Nunca hubo, ni de lejos, algo parecido a un apagón cultural, pese al doble cerco de la pandemia y la
asfixiante hostilidad imperial. La creatividad se mantuvo como tónica multiplicada en el pensamiento y el sostén de la vida espiritual. Surgieron en la radio y la televisión nuevos espacios para el debate de ideas y el desmontaje de adversas matrices de opinión; la prensa conjugó el tenor informativo con la opinión y la investigación de los más acuciantes problemas; las salas de concierto se instalaron en las casas y las plataformas digitales. A diferencia de otros países, no se dejó ni a un músico ni a un artista escénico desamparado durante la prolongada cerrazón de la pandemia.
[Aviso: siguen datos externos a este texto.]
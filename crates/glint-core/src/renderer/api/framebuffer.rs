// Copyright 2025 eraflo
//
// Licensed under the Apache License, Version 2.0 (the "License");
// you may not use this file except in compliance with the License.
// You may obtain a copy of the License at
//
//     http://www.apache.org/licenses/LICENSE-2.0
//
// Unless required by applicable law or agreed to in writing, software
// distributed under the License is distributed on an "AS IS" BASIS,
// WITHOUT WARRANTIES OR CONDITIONS OF ANY KIND, either express or implied.
// See the License for the specific language governing permissions and
// limitations under the License.

//! Framebuffers, their attachments, and the driver's completeness verdict.

use super::handle::{ContextId, GpuResource, Handle, ResourceState};
use super::texture::{ImageInfo, Renderbuffer, Texture};
use crate::renderer::error::ResourceError;
use crate::renderer::traits::GlDriver;
use std::fmt;

/// A texture or renderbuffer passed as a framebuffer attachment.
#[derive(Debug, Clone, Copy)]
pub enum AttachmentRef<'a> {
    /// A texture attachment.
    Texture(&'a Texture),
    /// A renderbuffer attachment.
    Renderbuffer(&'a Renderbuffer),
}

impl<'a> AttachmentRef<'a> {
    pub(crate) fn context_id(&self) -> ContextId {
        match self {
            AttachmentRef::Texture(texture) => texture.context,
            AttachmentRef::Renderbuffer(renderbuffer) => renderbuffer.context,
        }
    }

    /// Shape of the attached image.
    pub fn image(&self) -> &'a ImageInfo {
        match self {
            AttachmentRef::Texture(texture) => &texture.image,
            AttachmentRef::Renderbuffer(renderbuffer) => &renderbuffer.image,
        }
    }

    pub(crate) fn record(&self) -> Result<AttachmentInfo, ResourceError> {
        let (kind, handle) = match self {
            AttachmentRef::Texture(texture) => (AttachmentKind::Texture, texture.handle()?),
            AttachmentRef::Renderbuffer(renderbuffer) => {
                (AttachmentKind::Renderbuffer, renderbuffer.handle()?)
            }
        };
        Ok(AttachmentInfo {
            kind,
            handle,
            image: *self.image(),
        })
    }
}

impl<'a> From<&'a Texture> for AttachmentRef<'a> {
    fn from(texture: &'a Texture) -> Self {
        AttachmentRef::Texture(texture)
    }
}

impl<'a> From<&'a Renderbuffer> for AttachmentRef<'a> {
    fn from(renderbuffer: &'a Renderbuffer) -> Self {
        AttachmentRef::Renderbuffer(renderbuffer)
    }
}

/// Whether an attachment is a texture or a renderbuffer.
#[derive(Debug, Clone, Copy, PartialEq, Eq, Hash)]
pub enum AttachmentKind {
    /// A texture.
    Texture,
    /// A renderbuffer.
    Renderbuffer,
}

/// What a framebuffer remembers about one of its attachments.
///
/// The framebuffer does not own the attachment: releasing it leaves the image alive.
#[derive(Debug, Clone, Copy, PartialEq, Eq)]
pub struct AttachmentInfo {
    /// Texture or renderbuffer.
    pub kind: AttachmentKind,
    /// Handle of the attached object at creation time.
    pub handle: Handle,
    /// Shape of the attached image.
    pub image: ImageInfo,
}

/// The depth target of a framebuffer.
#[derive(Debug)]
pub enum DepthAttachment {
    /// Supplied by the caller; not released with the framebuffer.
    Attached(AttachmentInfo),
    /// Created alongside the framebuffer and released with it.
    Synthesized(Renderbuffer),
}

/// Where a framebuffer copy writes to.
#[derive(Debug, Clone, Copy)]
pub enum CopyTarget<'a> {
    /// Blit into another framebuffer.
    Framebuffer(&'a Framebuffer),
    /// Copy the read buffer into a texture.
    Texture(&'a Texture),
}

/// A set of render targets.
///
/// The default framebuffer (the window surface) has no handle and no attachments.
#[derive(Debug)]
pub struct Framebuffer {
    pub(crate) context: ContextId,
    pub(crate) state: ResourceState<Option<Handle>>,
    pub(crate) width: u32,
    pub(crate) height: u32,
    pub(crate) samples: u32,
    pub(crate) color_attachments: Vec<AttachmentInfo>,
    pub(crate) depth_attachment: Option<DepthAttachment>,
}

impl Framebuffer {
    /// `(width, height)` in pixels.
    pub fn size(&self) -> (u32, u32) {
        (self.width, self.height)
    }

    /// Sample count shared by all attachments.
    pub fn samples(&self) -> u32 {
        self.samples
    }

    /// The driver handle if live; `Ok(None)` is the default framebuffer.
    pub fn handle(&self) -> Result<Option<Handle>, ResourceError> {
        self.state.live(Self::KIND)
    }

    /// Returns `true` for the window surface.
    pub fn is_default(&self) -> bool {
        matches!(self.state, ResourceState::Live(None))
    }

    /// Color attachments in attachment-point order.
    pub fn color_attachments(&self) -> &[AttachmentInfo] {
        &self.color_attachments
    }

    /// The depth target, if any.
    pub fn depth_attachment(&self) -> Option<&DepthAttachment> {
        self.depth_attachment.as_ref()
    }
}

impl GpuResource for Framebuffer {
    const KIND: &'static str = "framebuffer";

    fn context_id(&self) -> ContextId {
        self.context
    }

    fn is_live(&self) -> bool {
        self.state.is_live()
    }

    fn release_with(&mut self, driver: &dyn GlDriver) {
        let Some(handle) = self.state.take() else {
            return;
        };
        if let Some(handle) = handle {
            driver.delete_framebuffer(handle);
            log::debug!("Released framebuffer {}", handle.get());
        }
        if let Some(DepthAttachment::Synthesized(depth)) = self.depth_attachment.as_mut() {
            depth.release_with(driver);
        }
    }
}

/// The driver's verdict on a framebuffer's attachment set.
#[derive(Debug, Clone, Copy, PartialEq, Eq, Hash)]
pub enum FramebufferStatus {
    /// Renderable.
    Complete,
    /// The default framebuffer does not exist.
    Undefined,
    /// An attachment is not attachment complete.
    IncompleteAttachment,
    /// No image is attached.
    IncompleteMissingAttachment,
    /// A draw buffer names an empty attachment point.
    IncompleteDrawBuffer,
    /// The read buffer names an empty attachment point.
    IncompleteReadBuffer,
    /// The combination of formats is not supported.
    Unsupported,
    /// Attachments disagree on sample count.
    IncompleteMultisample,
    /// Layered and non-layered attachments are mixed.
    IncompleteLayerTargets,
    /// A code not defined by the core API.
    Unknown(u32),
}

impl FramebufferStatus {
    /// Decodes a raw completeness code.
    pub fn from_raw(code: u32) -> Self {
        match code {
            0x8CD5 => FramebufferStatus::Complete,
            0x8219 => FramebufferStatus::Undefined,
            0x8CD6 => FramebufferStatus::IncompleteAttachment,
            0x8CD7 => FramebufferStatus::IncompleteMissingAttachment,
            0x8CDB => FramebufferStatus::IncompleteDrawBuffer,
            0x8CDC => FramebufferStatus::IncompleteReadBuffer,
            0x8CDD => FramebufferStatus::Unsupported,
            0x8D56 => FramebufferStatus::IncompleteMultisample,
            0x8DA8 => FramebufferStatus::IncompleteLayerTargets,
            other => FramebufferStatus::Unknown(other),
        }
    }

    /// The raw code, for drivers that report them.
    pub fn to_raw(self) -> u32 {
        match self {
            FramebufferStatus::Complete => 0x8CD5,
            FramebufferStatus::Undefined => 0x8219,
            FramebufferStatus::IncompleteAttachment => 0x8CD6,
            FramebufferStatus::IncompleteMissingAttachment => 0x8CD7,
            FramebufferStatus::IncompleteDrawBuffer => 0x8CDB,
            FramebufferStatus::IncompleteReadBuffer => 0x8CDC,
            FramebufferStatus::Unsupported => 0x8CDD,
            FramebufferStatus::IncompleteMultisample => 0x8D56,
            FramebufferStatus::IncompleteLayerTargets => 0x8DA8,
            FramebufferStatus::Unknown(code) => code,
        }
    }
}

impl fmt::Display for FramebufferStatus {
    fn fmt(&self, f: &mut fmt::Formatter<'_>) -> fmt::Result {
        match self {
            FramebufferStatus::Complete => f.write_str("COMPLETE"),
            FramebufferStatus::Undefined => f.write_str("UNDEFINED"),
            FramebufferStatus::IncompleteAttachment => f.write_str("INCOMPLETE_ATTACHMENT"),
            FramebufferStatus::IncompleteMissingAttachment => {
                f.write_str("INCOMPLETE_MISSING_ATTACHMENT")
            }
            FramebufferStatus::IncompleteDrawBuffer => f.write_str("INCOMPLETE_DRAW_BUFFER"),
            FramebufferStatus::IncompleteReadBuffer => f.write_str("INCOMPLETE_READ_BUFFER"),
            FramebufferStatus::Unsupported => f.write_str("UNSUPPORTED"),
            FramebufferStatus::IncompleteMultisample => f.write_str("INCOMPLETE_MULTISAMPLE"),
            FramebufferStatus::IncompleteLayerTargets => {
                f.write_str("INCOMPLETE_LAYER_TARGETS")
            }
            FramebufferStatus::Unknown(code) => write!(f, "unknown status 0x{code:04X}"),
        }
    }
}

#[cfg(test)]
mod tests {
    use super::*;

    #[test]
    fn status_codes_round_trip_through_the_raw_value() {
        for code in [0x8CD5, 0x8219, 0x8CD6, 0x8CD7, 0x8CDB, 0x8CDC, 0x8CDD, 0x8D56, 0x8DA8] {
            let status = FramebufferStatus::from_raw(code);
            assert!(!matches!(status, FramebufferStatus::Unknown(_)));
            assert_eq!(status.to_raw(), code);
        }
    }

    #[test]
    fn unknown_codes_get_a_generic_name() {
        let status = FramebufferStatus::from_raw(0xBEEF);
        assert_eq!(status, FramebufferStatus::Unknown(0xBEEF));
        assert_eq!(status.to_string(), "unknown status 0xBEEF");
    }
}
Artistas, escritores, promotores y activistas acudieron al llamado de contribuir a la transformación de las condiciones de vida en las comunidades, a raíz de los programas puestos en marcha desde mediados de año en la capital y otras ciudades del país, cada uno de ellos imbuidos en que no puede abordarse la misión como una campaña episódica, en tanto solo fructificará desde la permanencia y la sistematicidad.
En el año en que se conmemoró el aniversario 60 de las Palabras a los intelectuales pronunciadas por Fidel, piedra sillar de la política cultural de la Revolución, las seis décadas de existencia de la Uneac y el aniversario 35 de la Asociación Hermanos Saíz, el diálogo y contrapunto fecundo con el sistema institucional de la cultura da fe de la confianza de los artistas e intelectuales y de una vocación participativa en la que el ejercicio crítico resulta consustancial a su naturaleza. La implicación de creadores y científicos en el Programa Nacional para el Adelanto de las Mujeres y el Programa Nacional contra el Racismo y la Discriminación Racial, por citar tan solo dos ejemplos, lo prueban.
Un reconocido y popular periodista cubano encabezó su columna semanal con una frase que encaja al mirar el año que se va y colocar los ojos en el que comienza: «Cada meta es un punto de partida»». Que se haga lo posible y hasta lo imposible por salvar la cultura, no resta lucidez ni perspectiva ante lo mucho que falta por hacer, transformar y renovar. Un concepto expresado recientemente por el Primer Secretario del Partido y Presidente de la República, Miguel Díaz-Canel, debe servirnos de alerta y acicate: «No basta con tener un arsenal de ideas y verdades como templos para defender. Es imprescindible moverlas con inteligencia, eficacia y rigor»». ¿Acaso este no es un desafío cultural impostergable?